● Aim of the exercise:
Some lines below hold "used". Pick them out and copy them.

● Extracted data:
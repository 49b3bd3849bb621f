//! Error type of the crate.
use crate::{datatypes::Label, formula::Atom};
use thiserror::Error;

/// Result type alias used throughout the crate.
pub type Result<T> = std::result::Result<T, TddError>;

/// Errors which can occur while compiling, querying or persisting a theory diagram.
#[derive(Debug, Error)]
pub enum TddError {
    /// The theory reasoner gave up; the message is passed on unchanged.
    #[error("theory reasoner failed: {0}")]
    ReasonerFailure(String),

    /// A supplied ordering or vtree does not mention every label exactly once.
    #[error("ordering does not cover the label set exactly once: {0}")]
    OrderingMismatch(String),

    /// A label was refined which the abstraction mapping never assigned.
    #[error("label {0} was never assigned to an atom")]
    UnknownLabel(Label),

    /// An atom reached the diagram builder without being assigned a label.
    #[error("atom '{0}' has no label in the abstraction mapping")]
    UnmappedAtom(Atom),

    /// A persisted diagram folder is incomplete or unreadable.
    #[error("persisted state is corrupt, component '{component}': {reason}")]
    CorruptPersistedState {
        /// The file or section which could not be restored.
        component: String,
        /// What went wrong.
        reason: String,
    },

    /// The textual formula could not be parsed.
    #[error("could not parse formula, remaining input: '{0}'")]
    Parse(String),

    /// I/O error.
    #[error("I/O error: {0}")]
    Io(#[from] std::io::Error),

    /// JSON (de)serialization error.
    #[error("JSON error: {0}")]
    Json(#[from] serde_json::Error),
}

impl TddError {
    pub(crate) fn corrupt(component: impl Into<String>, reason: impl ToString) -> Self {
        TddError::CorruptPersistedState {
            component: component.into(),
            reason: reason.to_string(),
        }
    }
}
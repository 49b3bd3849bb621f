/*!
Compilation of abstracted formulas into decision diagrams.

The [DdBuilder] walks a [Formula] DAG bottom-up and composes the diagrams of the
children with the connectives of a [Backend]. Shared sub-formulas are compiled
once. [build] puts the pieces together: the formula, the conjunction of the
lemmas and the projection of the auxiliary labels out of the latter.
*/
use crate::{
    backend::{Backend, BoolOp},
    datatypes::Label,
    error::Result,
    formula::{Formula, Node},
    mapping::AbstractionMapping,
    solver::SatResult,
    telemetry::{ComputationLog, LogExt},
};
use std::{
    collections::HashMap,
    time::{Duration, Instant},
};

/// Compiles formulas over the atoms of one [AbstractionMapping] on one backend.
#[derive(Debug)]
pub struct DdBuilder<'a, B: Backend> {
    backend: &'a mut B,
    mapping: &'a AbstractionMapping,
    memo: HashMap<*const Node, B::Node>,
}

impl<'a, B: Backend> DdBuilder<'a, B> {
    /// Creates a builder with an empty memo table.
    pub fn new(backend: &'a mut B, mapping: &'a AbstractionMapping) -> Self {
        Self {
            backend,
            mapping,
            memo: HashMap::new(),
        }
    }

    /// The diagram of `formula`.
    ///
    /// Fails with [TddError::UnmappedAtom][crate::error::TddError::UnmappedAtom] if an
    /// atom has no label.
    pub fn term(&mut self, formula: &Formula) -> Result<B::Node> {
        if let Some(result) = self.memo.get(&formula.node_id()) {
            return Ok(*result);
        }
        let result = match formula.node() {
            Node::True => self.backend.terminal(true),
            Node::False => self.backend.terminal(false),
            Node::Atom(atom) => {
                let label = self.mapping.require(atom)?;
                log::trace!("atom {} as {}", atom, label);
                self.backend.variable(label)?
            }
            Node::Not(val) => {
                let t1 = self.term(val)?;
                self.backend.negate(t1)
            }
            Node::And(vals) => self.fold(vals, BoolOp::And, true)?,
            Node::Or(vals) => self.fold(vals, BoolOp::Or, false)?,
            Node::Implies(val1, val2) => self.binary(BoolOp::Implies, val1, val2)?,
            Node::Iff(val1, val2) => self.binary(BoolOp::Iff, val1, val2)?,
            Node::Xor(val1, val2) => self.binary(BoolOp::Xor, val1, val2)?,
            Node::Ite(cond, val1, val2) => {
                let c = self.term(cond)?;
                let t1 = self.term(val1)?;
                let t2 = self.term(val2)?;
                self.backend.ite(c, t1, t2)
            }
        };
        self.memo.insert(formula.node_id(), result);
        Ok(result)
    }

    fn binary(&mut self, op: BoolOp, val1: &Formula, val2: &Formula) -> Result<B::Node> {
        let t1 = self.term(val1)?;
        let t2 = self.term(val2)?;
        Ok(self.backend.apply(op, t1, t2))
    }

    fn fold(&mut self, vals: &[Formula], op: BoolOp, neutral: bool) -> Result<B::Node> {
        let mut acc = self.backend.terminal(neutral);
        for val in vals {
            let t = self.term(val)?;
            acc = self.backend.apply(op, acc, t);
            // the absorbing constant cannot change any more
            if self.backend.constant_value(acc) == Some(!neutral) {
                break;
            }
        }
        Ok(acc)
    }
}

/// Compiles `phi ∧ ∃qvars. lemmas`.
///
/// The labels in `qvars` must not occur in `phi`, so projecting them from the
/// lemmas alone projects them from the conjunction. With `sat_hint` set to
/// [SatResult::Unsat] the constant false is returned without looking at the formulas.
pub fn build<B: Backend>(
    backend: &mut B,
    mapping: &AbstractionMapping,
    phi: &Formula,
    lemmas: &Formula,
    qvars: &[Label],
    sat_hint: Option<SatResult>,
    mut log: Option<&mut ComputationLog>,
) -> Result<B::Node> {
    if sat_hint == Some(SatResult::Unsat) {
        log::info!("[Done] formula is known to be unsatisfiable, skipping the walk");
        log.time("UNSAT DD building time", Duration::ZERO);
        return Ok(backend.terminal(false));
    }
    let mut builder = DdBuilder::new(backend, mapping);

    log::info!("[Start] building the {} of phi", B::KIND);
    let start = Instant::now();
    let phi_dd = builder.term(phi)?;
    log.time("phi DD building time", start.elapsed());

    log::info!("[Start] building the {} of the lemmas", B::KIND);
    let start = Instant::now();
    let mut lemmas_dd = builder.term(lemmas)?;
    log.time("t-lemmas DD building time", start.elapsed());

    let start = Instant::now();
    for label in qvars {
        lemmas_dd = builder.backend.exists(lemmas_dd, *label);
    }
    log.time("fresh T-atoms quantification time", start.elapsed());

    let start = Instant::now();
    let root = builder.backend.apply(BoolOp::And, phi_dd, lemmas_dd);
    log.time("DD joining time", start.elapsed());
    log::info!(
        "[Done] {} built, {} nodes",
        B::KIND,
        builder.backend.node_count(root)
    );
    Ok(root)
}
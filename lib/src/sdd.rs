//! Module which represents sentential decision diagrams.
//!
//! All diagrams of an [SddManager] are compressed and trimmed with respect to
//! one fixed [Vtree], hence equivalent diagrams share the same [SddId].
mod vtree;

pub use vtree::{Vtree, VtreeNode, VtreeShape};

use crate::{
    backend::{Backend, BoolOp},
    datatypes::*,
    error::{Result, TddError},
};
use derivative::Derivative;
use num_bigint::BigUint;
use num_traits::{One, Zero};
use serde::{Deserialize, Serialize};
use std::{
    collections::{HashMap, HashSet},
    fmt::Display,
};

/// Node table and caches of all SDDs over one vtree.
#[derive(Derivative)]
#[derivative(Debug)]
pub struct SddManager {
    vtree: Vtree,
    nodes: Vec<SddNode>,
    unique: HashMap<SddNode, SddId>,
    #[derivative(Debug = "ignore")]
    negations: HashMap<SddId, SddId>,
    #[derivative(Debug = "ignore")]
    apply_cache: HashMap<(bool, SddId, SddId), SddId>,
}

/// One entry of an [SddBlob].
#[derive(Debug, Clone, PartialEq, Eq, Serialize, Deserialize)]
pub enum SddEntry {
    /// A literal.
    Literal(Label, bool),
    /// A decision node with `(prime, sub)` references.
    Decision(VtreeId, Vec<(usize, usize)>),
}

/// Persisted form of one SDD.
///
/// Entries are listed children first; a reference is `0` (false), `1` (true) or
/// the entry `i - 2`.
#[derive(Debug, Clone, PartialEq, Eq, Serialize, Deserialize)]
pub struct SddBlob {
    /// Always [SddManager::KIND].
    pub kind: String,
    /// The nodes.
    pub nodes: Vec<SddEntry>,
    /// Index of the root.
    pub root: usize,
}

impl Display for SddManager {
    fn fmt(&self, f: &mut std::fmt::Formatter<'_>) -> std::fmt::Result {
        writeln!(f, " ")?;
        for (idx, elem) in self.nodes.iter().enumerate() {
            writeln!(f, "{} {}", idx, elem)?;
        }
        Ok(())
    }
}

impl SddManager {
    /// Creates a manager on `vtree` with the two constants in place.
    pub fn new(vtree: Vtree) -> Self {
        Self {
            vtree,
            nodes: vec![SddNode::False, SddNode::True],
            unique: HashMap::new(),
            negations: HashMap::from([(SddId::FALSE, SddId::TRUE), (SddId::TRUE, SddId::FALSE)]),
            apply_cache: HashMap::new(),
        }
    }

    /// The vtree of the manager.
    pub fn vtree(&self) -> &Vtree {
        &self.vtree
    }

    /// The node behind `id`.
    pub fn node(&self, id: SddId) -> &SddNode {
        &self.nodes[id.index()]
    }

    /// The constant [SddId] of `value`.
    pub fn constant(value: bool) -> SddId {
        if value {
            SddId::TRUE
        } else {
            SddId::FALSE
        }
    }

    fn insert(&mut self, node: SddNode) -> SddId {
        match self.unique.get(&node) {
            Some(id) => *id,
            None => {
                let id = SddId(self.nodes.len() as u32);
                log::debug!("newterm: {} as {}", id, node);
                self.nodes.push(node.clone());
                self.unique.insert(node, id);
                id
            }
        }
    }

    /// The literal of `label`; fails if the vtree has no leaf for it.
    pub fn literal(&mut self, label: Label, positive: bool) -> Result<SddId> {
        if self.vtree.leaf(label).is_none() {
            return Err(TddError::UnknownLabel(label));
        }
        Ok(self.insert(SddNode::Literal(label, positive)))
    }

    /// The vtree node `id` is normalized for; `None` for the constants.
    pub fn node_vtree(&self, id: SddId) -> Option<VtreeId> {
        match self.node(id) {
            SddNode::False | SddNode::True => None,
            SddNode::Literal(label, _) => self.vtree.leaf(*label),
            SddNode::Decision(vtree, _) => Some(*vtree),
        }
    }

    /// Negation, computed by negating the subs.
    pub fn not(&mut self, id: SddId) -> SddId {
        if let Some(result) = self.negations.get(&id) {
            return *result;
        }
        let result = match self.node(id).clone() {
            SddNode::False => SddId::TRUE,
            SddNode::True => SddId::FALSE,
            SddNode::Literal(label, positive) => self.insert(SddNode::Literal(label, !positive)),
            SddNode::Decision(vtree, elements) => {
                let negated = elements
                    .into_iter()
                    .map(|e| Element::new(e.prime, self.not(e.sub)))
                    .collect();
                self.build_node(vtree, negated)
            }
        };
        self.negations.insert(id, result);
        self.negations.insert(result, id);
        result
    }

    /// Conjunction.
    pub fn and(&mut self, f: SddId, g: SddId) -> SddId {
        self.apply_and_or(f, g, true)
    }

    /// Disjunction.
    pub fn or(&mut self, f: SddId, g: SddId) -> SddId {
        self.apply_and_or(f, g, false)
    }

    fn apply_and_or(&mut self, f: SddId, g: SddId, is_and: bool) -> SddId {
        let (zero, one) = if is_and {
            (SddId::FALSE, SddId::TRUE)
        } else {
            (SddId::TRUE, SddId::FALSE)
        };
        if f == zero || g == zero {
            return zero;
        }
        if f == one || f == g {
            return g;
        }
        if g == one {
            return f;
        }
        if self.negations.get(&f) == Some(&g) {
            return zero;
        }
        let key = (is_and, f.min(g), f.max(g));
        if let Some(result) = self.apply_cache.get(&key) {
            return *result;
        }
        let result = match (self.node_vtree(f), self.node_vtree(g)) {
            (Some(vf), Some(vg)) if vf == vg && self.vtree.left(vf).is_none() => {
                // two different literals of the same label are complementary
                zero
            }
            (Some(vf), Some(vg)) => {
                let lca = self.vtree.lca(vf, vg);
                let lhs = self.elements(f, lca);
                let rhs = self.elements(g, lca);
                let mut product = Vec::with_capacity(lhs.len() * rhs.len());
                for e1 in &lhs {
                    for e2 in &rhs {
                        let prime = self.and(e1.prime, e2.prime);
                        if prime == SddId::FALSE {
                            continue;
                        }
                        let sub = self.apply_and_or(e1.sub, e2.sub, is_and);
                        product.push(Element::new(prime, sub));
                    }
                }
                self.build_node(lca, product)
            }
            _ => unreachable!("constants are handled above"),
        };
        self.apply_cache.insert(key, result);
        result
    }

    /// The elements of `id` as a partition at the vtree node `at`, which is `id`'s
    /// vtree node or one of its ancestors.
    fn elements(&mut self, id: SddId, at: VtreeId) -> Vec<Element> {
        if let SddNode::Decision(vtree, elements) = self.node(id) {
            if *vtree == at {
                return elements.clone();
            }
        }
        match self.node_vtree(id) {
            Some(vtree) if self.vtree.is_left_of(vtree, at) => {
                let negated = self.not(id);
                vec![Element::new(id, SddId::TRUE), Element::new(negated, SddId::FALSE)]
            }
            _ => vec![Element::new(SddId::TRUE, id)],
        }
    }

    /// Compresses and trims the elements and looks the node up in the unique table.
    fn build_node(&mut self, vtree: VtreeId, elements: Vec<Element>) -> SddId {
        let mut compressed: Vec<Element> = Vec::with_capacity(elements.len());
        let mut by_sub: HashMap<SddId, usize> = HashMap::new();
        for element in elements.into_iter().filter(|e| e.prime != SddId::FALSE) {
            match by_sub.get(&element.sub) {
                Some(idx) => {
                    let idx = *idx;
                    compressed[idx].prime = self.or(compressed[idx].prime, element.prime);
                }
                None => {
                    by_sub.insert(element.sub, compressed.len());
                    compressed.push(element);
                }
            }
        }
        match compressed.as_slice() {
            [] => SddId::FALSE,
            [single] => single.sub,
            [a, b] if a.sub == SddId::TRUE && b.sub == SddId::FALSE => a.prime,
            [a, b] if a.sub == SddId::FALSE && b.sub == SddId::TRUE => b.prime,
            _ => {
                compressed.sort_unstable();
                self.insert(SddNode::Decision(vtree, compressed))
            }
        }
    }

    /// Fixes `label` to `value`.
    pub fn condition(&mut self, id: SddId, label: Label, value: bool) -> SddId {
        let leaf = match self.vtree.leaf(label) {
            Some(leaf) => leaf,
            None => return id,
        };
        let mut memo = HashMap::new();
        self.condition_memo(id, label, leaf, value, &mut memo)
    }

    fn condition_memo(
        &mut self,
        id: SddId,
        label: Label,
        leaf: VtreeId,
        value: bool,
        memo: &mut HashMap<SddId, SddId>,
    ) -> SddId {
        if let Some(result) = memo.get(&id) {
            return *result;
        }
        let result = match self.node(id).clone() {
            SddNode::False | SddNode::True => id,
            SddNode::Literal(lit, positive) if lit == label => Self::constant(positive == value),
            SddNode::Literal(..) => id,
            SddNode::Decision(vtree, _) if !self.vtree.is_within(leaf, vtree) => id,
            SddNode::Decision(vtree, elements) => {
                let in_primes = self.vtree.is_left_of(leaf, vtree);
                let conditioned = elements
                    .into_iter()
                    .map(|e| {
                        if in_primes {
                            let prime = self.condition_memo(e.prime, label, leaf, value, memo);
                            Element::new(prime, e.sub)
                        } else {
                            let sub = self.condition_memo(e.sub, label, leaf, value, memo);
                            Element::new(e.prime, sub)
                        }
                    })
                    .collect();
                self.build_node(vtree, conditioned)
            }
        };
        memo.insert(id, result);
        result
    }

    /// All decision nodes reachable from `id`.
    fn decisions(&self, id: SddId) -> HashSet<SddId> {
        let mut seen = HashSet::new();
        let mut stack = vec![id];
        while let Some(current) = stack.pop() {
            if let SddNode::Decision(_, elements) = self.node(current) {
                if seen.insert(current) {
                    for e in elements {
                        stack.push(e.prime);
                        stack.push(e.sub);
                    }
                }
            }
        }
        seen
    }

    /// Number of models over the labels of `universe`.
    ///
    /// Labels of the diagram outside `universe` are assumed to be quantified away.
    pub fn models(&self, id: SddId, universe: &[Label]) -> BigUint {
        let mut inside: Vec<usize> = Vec::new();
        let mut outside = 0usize;
        for label in universe.iter().collect::<HashSet<_>>() {
            match self.vtree.leaf(*label) {
                Some(leaf) => inside.push(self.vtree.position(leaf)),
                None => outside += 1,
            }
        }
        inside.sort_unstable();
        let count_under = |vtree: Option<VtreeId>| match vtree {
            None => 0,
            Some(vtree) => {
                let (start, end) = self.vtree.span(vtree);
                inside.partition_point(|p| *p <= end) - inside.partition_point(|p| *p < start)
            }
        };
        let mut memo = HashMap::new();
        let local = self.count_local(id, &count_under, &mut memo);
        local << (inside.len() - count_under(self.node_vtree(id)) + outside)
    }

    fn count_local(
        &self,
        id: SddId,
        count_under: &dyn Fn(Option<VtreeId>) -> usize,
        memo: &mut HashMap<SddId, BigUint>,
    ) -> BigUint {
        if let Some(result) = memo.get(&id) {
            return result.clone();
        }
        let result = match self.node(id) {
            SddNode::False => BigUint::zero(),
            SddNode::True | SddNode::Literal(..) => BigUint::one(),
            SddNode::Decision(vtree, elements) => {
                let left = count_under(self.vtree.left(*vtree));
                let right = count_under(self.vtree.right(*vtree));
                let mut total = BigUint::zero();
                for e in elements.iter().filter(|e| e.sub != SddId::FALSE) {
                    let prime = self.count_local(e.prime, count_under, memo)
                        << (left - count_under(self.node_vtree(e.prime)));
                    let sub = self.count_local(e.sub, count_under, memo)
                        << (right - count_under(self.node_vtree(e.sub)));
                    total += prime * sub;
                }
                total
            }
        };
        memo.insert(id, result.clone());
        result
    }
}
/*!
The interface every decision diagram engine offers to the compiler.

A [Backend] owns its node table; diagrams are plain [Copy] handles into that
table. Model enumeration is implemented once on top of the cofactor operation,
see [ModelIter].
*/
use crate::{
    datatypes::{Label, Literal},
    error::Result,
};
use derivative::Derivative;
use num_bigint::BigUint;
use serde::{de::DeserializeOwned, Serialize};
use std::{cell::RefCell, collections::HashMap, fmt::Debug, hash::Hash, rc::Rc};

/// Binary connectives understood by [Backend::apply].
#[derive(Debug, Clone, Copy, PartialEq, Eq, Hash)]
pub enum BoolOp {
    /// Conjunction
    And,
    /// Disjunction
    Or,
    /// Equivalence
    Iff,
    /// Exclusive disjunction
    Xor,
    /// Implication, left to right
    Implies,
}

/// A manager of canonical decision diagrams over [labels][Label].
pub trait Backend: Sized + Debug {
    /// Handle of a diagram.
    type Node: Copy + Eq + Hash + Debug;
    /// Variable order or vtree the manager is built on.
    type Layout: Clone + Debug + PartialEq + Serialize + DeserializeOwned;
    /// Parameters to derive a [Backend::Layout] from a label order.
    type Shape: Clone + Copy + Debug + Default;
    /// Persisted form of a single diagram.
    type Blob: Serialize + DeserializeOwned;
    /// Name of the backend as written to persisted state.
    const KIND: &'static str;

    /// Derives a layout over exactly the given labels, in the given order.
    /// Fails with [TddError::OrderingMismatch][crate::error::TddError::OrderingMismatch] if a label repeats.
    fn layout_for(order: &[Label], shape: Self::Shape) -> Result<Self::Layout>;

    /// The label order used when the caller supplies neither a layout nor an ordering.
    /// `qvars` are the labels which get projected away after the build.
    fn default_order(labels: &[Label], qvars: &[Label]) -> Vec<Label> {
        let _ = qvars;
        labels.to_vec()
    }

    /// Checks that `layout` covers exactly `labels`.
    /// Fails with [TddError::OrderingMismatch][crate::error::TddError::OrderingMismatch] otherwise.
    fn check_layout(layout: &Self::Layout, labels: &[Label]) -> Result<()>;

    /// Creates an empty manager on the given layout.
    fn with_layout(layout: Self::Layout) -> Result<Self>;

    /// The layout of the manager.
    fn layout(&self) -> &Self::Layout;

    /// The constant diagram.
    fn terminal(&self, value: bool) -> Self::Node;

    /// The diagram of a single positive label.
    fn variable(&mut self, label: Label) -> Result<Self::Node>;

    /// Negation.
    fn negate(&mut self, node: Self::Node) -> Self::Node;

    /// Combines two diagrams.
    fn apply(&mut self, op: BoolOp, lhs: Self::Node, rhs: Self::Node) -> Self::Node;

    /// If-then-else.
    fn ite(&mut self, cond: Self::Node, then: Self::Node, other: Self::Node) -> Self::Node {
        let pos = self.apply(BoolOp::And, cond, then);
        let neg_cond = self.negate(cond);
        let neg = self.apply(BoolOp::And, neg_cond, other);
        self.apply(BoolOp::Or, pos, neg)
    }

    /// Fixes `label` to `value`.
    fn cofactor(&mut self, node: Self::Node, label: Label, value: bool) -> Self::Node;

    /// Existential quantification of `label`.
    fn exists(&mut self, node: Self::Node, label: Label) -> Self::Node {
        let hi = self.cofactor(node, label, true);
        let lo = self.cofactor(node, label, false);
        self.apply(BoolOp::Or, hi, lo)
    }

    /// `Some(value)` if `node` is a constant.
    fn constant_value(&self, node: Self::Node) -> Option<bool>;

    /// Returns true if `node` is the constant true.
    fn is_true(&self, node: Self::Node) -> bool {
        self.constant_value(node) == Some(true)
    }

    /// Returns true if `node` is the constant false.
    fn is_false(&self, node: Self::Node) -> bool {
        self.constant_value(node) == Some(false)
    }

    /// Number of nodes of the diagram, never zero.
    fn node_count(&self, node: Self::Node) -> usize;

    /// Number of edges of the diagram.
    fn edge_count(&self, node: Self::Node) -> usize;

    /// Number of satisfying assignments over `universe`.
    /// Labels of the diagram outside `universe` must have been quantified away.
    fn model_count(&self, node: Self::Node, universe: &[Label]) -> BigUint;

    /// All labels of the layout, in the order enumeration visits them.
    fn label_order(&self) -> Vec<Label>;

    /// Serialises the diagram rooted at `node`.
    fn export(&self, node: Self::Node) -> Self::Blob;

    /// Rebuilds a diagram written by [Backend::export] on this manager.
    fn import(&mut self, blob: &Self::Blob) -> Result<Self::Node>;
}

/// Lazily enumerates the satisfying assignments of a diagram over a set of care labels.
///
/// Each assignment is total over the care labels, listed in the backend's
/// [label order][Backend::label_order]; labels the diagram does not depend on
/// are expanded into both polarities.
/// The iterator borrows the manager mutably on every step, so the manager must not be
/// borrowed elsewhere while [Iterator::next] runs.
#[derive(Derivative)]
#[derivative(Debug(bound = ""))]
pub struct ModelIter<B: Backend> {
    #[derivative(Debug = "ignore")]
    backend: Rc<RefCell<B>>,
    care: Vec<Label>,
    stack: Vec<(B::Node, Vec<bool>)>,
}

impl<B: Backend> ModelIter<B> {
    /// Starts the enumeration of `root` over `care`.
    pub fn new(backend: Rc<RefCell<B>>, root: B::Node, care: &[Label]) -> Self {
        let care = sort_by_backend_order(&*backend.borrow(), care);
        Self {
            backend,
            care,
            stack: vec![(root, Vec::new())],
        }
    }
}

impl<B: Backend> Iterator for ModelIter<B> {
    type Item = Vec<Literal>;

    fn next(&mut self) -> Option<Self::Item> {
        while let Some((node, mut values)) = self.stack.pop() {
            let mut backend = self.backend.borrow_mut();
            if backend.is_false(node) {
                continue;
            }
            let depth = values.len();
            if depth == self.care.len() {
                return Some(
                    self.care
                        .iter()
                        .zip(values)
                        .map(|(label, positive)| Literal::new(*label, positive))
                        .collect(),
                );
            }
            let label = self.care[depth];
            let lo = backend.cofactor(node, label, false);
            let hi = backend.cofactor(node, label, true);
            if !backend.is_false(lo) {
                let mut lo_values = values.clone();
                lo_values.push(false);
                self.stack.push((lo, lo_values));
            }
            if !backend.is_false(hi) {
                values.push(true);
                self.stack.push((hi, values));
            }
        }
        None
    }
}

fn sort_by_backend_order<B: Backend>(backend: &B, care: &[Label]) -> Vec<Label> {
    let position: HashMap<Label, usize> = backend
        .label_order()
        .into_iter()
        .enumerate()
        .map(|(idx, label)| (label, idx))
        .collect();
    let mut sorted = care.to_vec();
    sorted.sort_by_key(|label| (position.get(label).copied().unwrap_or(usize::MAX), *label));
    sorted.dedup();
    sorted
}
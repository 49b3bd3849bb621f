//! Handles for sentential decision diagrams and their vtrees.
use super::Label;
use serde::{Deserialize, Serialize};
use std::fmt::Display;

/// Handle of an SDD node inside an [SddManager][crate::sdd::SddManager].
#[derive(Debug, Eq, PartialEq, PartialOrd, Ord, Hash, Copy, Clone, Serialize, Deserialize)]
pub struct SddId(pub u32);

impl SddId {
    /// The constant false.
    pub const FALSE: SddId = SddId(0);
    /// The constant true.
    pub const TRUE: SddId = SddId(1);

    /// Returns the position of the node in the manager's node table.
    pub fn index(self) -> usize {
        self.0 as usize
    }

    /// Checks whether the handle is one of the two constants.
    pub fn is_constant(self) -> bool {
        self.0 <= Self::TRUE.0
    }
}

impl Display for SddId {
    fn fmt(&self, f: &mut std::fmt::Formatter<'_>) -> std::fmt::Result {
        write!(f, "SddId({})", self.0)
    }
}

/// Handle of a node in a [Vtree][crate::sdd::Vtree].
#[derive(Debug, Eq, PartialEq, PartialOrd, Ord, Hash, Copy, Clone, Serialize, Deserialize)]
pub struct VtreeId(pub usize);

impl Display for VtreeId {
    fn fmt(&self, f: &mut std::fmt::Formatter<'_>) -> std::fmt::Result {
        write!(f, "VtreeId({})", self.0)
    }
}

/// A (prime, sub) pair of a decision node.
#[derive(Debug, Eq, PartialEq, PartialOrd, Ord, Hash, Copy, Clone, Serialize, Deserialize)]
pub struct Element {
    /// The guard of the element.
    pub prime: SddId,
    /// The value under the guard.
    pub sub: SddId,
}

impl Element {
    /// Creates a new element.
    pub fn new(prime: SddId, sub: SddId) -> Self {
        Self { prime, sub }
    }
}

/// One node of the SDD node table.
#[derive(Debug, Eq, PartialEq, Hash, Clone)]
pub enum SddNode {
    /// The constant false.
    False,
    /// The constant true.
    True,
    /// A literal over a label, normalized at the label's vtree leaf.
    Literal(Label, bool),
    /// A decision node normalized at an internal vtree node.
    /// The elements are compressed, trimmed and sorted.
    Decision(VtreeId, Vec<Element>),
}

impl Display for SddNode {
    fn fmt(&self, f: &mut std::fmt::Formatter<'_>) -> std::fmt::Result {
        match self {
            SddNode::False => write!(f, "False"),
            SddNode::True => write!(f, "True"),
            SddNode::Literal(label, true) => write!(f, "{}", label),
            SddNode::Literal(label, false) => write!(f, "¬{}", label),
            SddNode::Decision(vtree, elements) => {
                write!(f, "Decision@{}[", vtree)?;
                for (idx, element) in elements.iter().enumerate() {
                    if idx > 0 {
                        write!(f, ", ")?;
                    }
                    write!(f, "({}, {})", element.prime, element.sub)?;
                }
                write!(f, "]")
            }
        }
    }
}
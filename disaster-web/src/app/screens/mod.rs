//! Screen containers: hooks, backend calls and navigation around the
//! presentational pages.
pub mod host;
pub mod join;
pub mod lobby;
pub mod packing;
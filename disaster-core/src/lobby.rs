//! Team lobby: the list of other teams in the room.
use crate::api::GameApi;

/// Team names to show, without the player's own team.
#[must_use]
pub fn visible_teams(teams: Vec<String>, own_team: Option<&str>) -> Vec<String> {
    match own_team {
        Some(own) => teams.into_iter().filter(|team| team != own).collect(),
        None => teams,
    }
}

/// Fetch the current team list.
///
/// Returns `None` when the request fails; the caller keeps whatever it showed
/// last and tries again on the next tick.
pub async fn refresh_teams<A>(
    api: &A,
    room_code: &str,
    own_team: Option<&str>,
) -> Option<Vec<String>>
where
    A: GameApi + ?Sized,
{
    match api.teams(room_code).await {
        Ok(list) => Some(visible_teams(list.teams, own_team)),
        Err(err) => {
            log::error!("Failed to fetch team names for {room_code}: {err}");
            None
        }
    }
}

● Task response:
/// Result type alias used throughout the crate.
    /// The label order used when the caller supplies neither a layout nor an ordering.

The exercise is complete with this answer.